The Workplace Bullying Institute said that bullying in the workplace has become far too common that 19% of adults in the US believe they are bullied at work. About 60.3 million workers get affected by workplace bullying. In a survey of 1,229 participants, only 4% said they were never bullied at work. A whopping 96% believed they have somehow been on the receiving end of bullies at work. This is a telling statistic of how systematic this problem has become.

Who Are the Bullies?

A bully at work can be anyone. It can be your coworker, a subordinate, or your boss. A bully is someone who gossips about you and spreads rumors about you. Someone who takes credit for your work is a bully, too. You know you are talking with a bully if this person keeps talking about a mistake you made in front of everyone. During meetings, this person will undermine your ideas and will talk over you.

If you fear going to work because of a coworker who makes you feel uncomfortable, that is a sign that you’re working with a bully. Do you choose to go somewhere else rather than the lunchroom if a particular person is there? That’s a sign that this person is a bully, too. Even if you are not the one being bullied, chances are you feel uncomfortable whenever this person goes on a tirade against one of your colleagues.

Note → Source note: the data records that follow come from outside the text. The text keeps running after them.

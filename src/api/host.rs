use serde_json::{Value, json};
use tracing::{debug, trace};

use crate::core::{Dataset, Record, dataset, same_dataset};
use crate::error::ChartResult;
use crate::render::Scene;

use super::{BarChart, ChartConfigPatch, ConfigProperty};

/// Adapter driving a [`BarChart`] on behalf of an embedding UI layer.
///
/// It owns the host-side contracts: canvas width defaults to the measured
/// container width, window resizes are followed by a redraw, and data
/// updates are applied only when the dataset reference changes.
pub struct ChartHost<S: Scene> {
    chart: BarChart<S>,
    last_data: Option<Dataset>,
}

impl<S: Scene> ChartHost<S> {
    /// Mounts a chart configured from a JSON object.
    pub fn mount(
        scene: S,
        container: &str,
        measured_width: f64,
        config: &Value,
    ) -> ChartResult<Self> {
        Self::mount_with_patch(
            scene,
            container,
            measured_width,
            ChartConfigPatch::from_json(config),
        )
    }

    /// Mounts a chart configured from a typed patch.
    ///
    /// Without an explicit `canvasWidth`, the canvas takes the floor of the
    /// measured container width.
    pub fn mount_with_patch(
        scene: S,
        container: &str,
        measured_width: f64,
        patch: ChartConfigPatch,
    ) -> ChartResult<Self> {
        let mut chart = BarChart::new(scene);
        if !patch.contains(ConfigProperty::CanvasWidth) {
            chart.set_canvas_width(measured_width.floor());
        }
        chart.apply_patch(patch);
        chart.init_chart(container)?;

        let last_data = chart.graph_data().cloned();
        debug!(
            container,
            width = chart.canvas_width(),
            "chart host mounted"
        );
        Ok(Self { chart, last_data })
    }

    /// Resizes to the container's new width and redraws with unchanged data.
    pub fn on_window_resize(&mut self, measured_width: f64) -> ChartResult<()> {
        let height = self.chart.canvas_height();
        self.chart.resize_chart(measured_width, height)?.render(None)
    }

    /// Re-renders when `data` is defined and not the dataset last seen.
    ///
    /// Returns whether a render happened.
    pub fn on_data_changed(&mut self, data: Option<Dataset>) -> ChartResult<bool> {
        let Some(data) = data else {
            trace!("ignoring undefined data update");
            return Ok(false);
        };
        if self
            .last_data
            .as_ref()
            .is_some_and(|last| same_dataset(last, &data))
        {
            trace!("dataset reference unchanged; skipping render");
            return Ok(false);
        }
        self.last_data = Some(data.clone());
        self.chart.render(Some(data))?;
        Ok(true)
    }

    #[must_use]
    pub fn chart(&self) -> &BarChart<S> {
        &self.chart
    }

    pub fn chart_mut(&mut self) -> &mut BarChart<S> {
        &mut self.chart
    }

    #[must_use]
    pub fn into_chart(self) -> BarChart<S> {
        self.chart
    }
}

/// Five-record sample dataset used by the demo binary.
#[must_use]
pub fn demo_dataset() -> Dataset {
    dataset(
        [("A", 50), ("B", 100), ("C", 75), ("D", 35), ("E", 125)]
            .into_iter()
            .map(|(name, value)| Record::new().with("name", name).with("value", value))
            .collect(),
    )
}

/// Host configuration matching [`demo_dataset`].
#[must_use]
pub fn demo_config() -> Value {
    json!({
        "canvasHeight": 400,
        "graphData": [
            { "name": "A", "value": 50 },
            { "name": "B", "value": 100 },
            { "name": "C", "value": 75 },
            { "name": "D", "value": 35 },
            { "name": "E", "value": 125 }
        ],
        "xDataMetric": "name",
        "yDataMetric": "value"
    })
}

What Can You Do With Workplace Bullies?

employees having a meeting

There are two ways you can deal with workplace bullies. The first one is to raise the issues with your supervisor and the second one is to involve employment lawyers in the issue. The latter is for when the bullying becomes mentally, emotionally, and physically draining for the bullied. If the bullying impacts your work and personal lives, you should seek legal actions against the bully.

But the first step would be to talk to your supervisor about it. Make a list of the incidences when you feel bullied. You can ask other colleagues to come forward and talk about their experiences, too. Your supervisor and the company management should be inclined to call the attention of the “bully.” If they don’t do anything about your complaint and dismiss it, you can then call a lawyer to discuss your legal options.

How to Deal With a Bully on Your Own?

Bringing the issue to your supervisor’s attention is not the first step in dealing with a workplace bully. You need courage. You have to stand up to this bully. Don’t give them the satisfaction of seeing you down and battered. This will only fuel their desire to have their way with you.

Stand up and call the bully out. Even the biggest bully in the playground never wants to be called a bully in front of his peers. This is what you should do. Turn the attention to the bully. They love highlighting your mistakes and failures, so why not turn the table on them?

Show the bully that you are documenting what’s happening. No bully wants to see how badly he is acting. Even the bullies know that they’re on the wrong side. They know, too, that what they’re doing can be against the law. Intimidate them by listing the dates and times of the bullying. If possible, take a video of what’s happening and make sure to confront them with the truth.

Bullies will never stop bullying if everyone keeps giving them the chance to do so. You have to stand up to a bully and not hide behind a supervisor. While bringing the management’s attention to what’s happening in the workplace is important, it is also equally important to show a bully you won’t take it sitting down.

Always be open to leaving a company if the bullying gets too much and no one tries to solve it. Your wellbeing is the most important. If there is a culture of bullying in your workplace, aside from getting the law involved in it, leaving might be one of your options.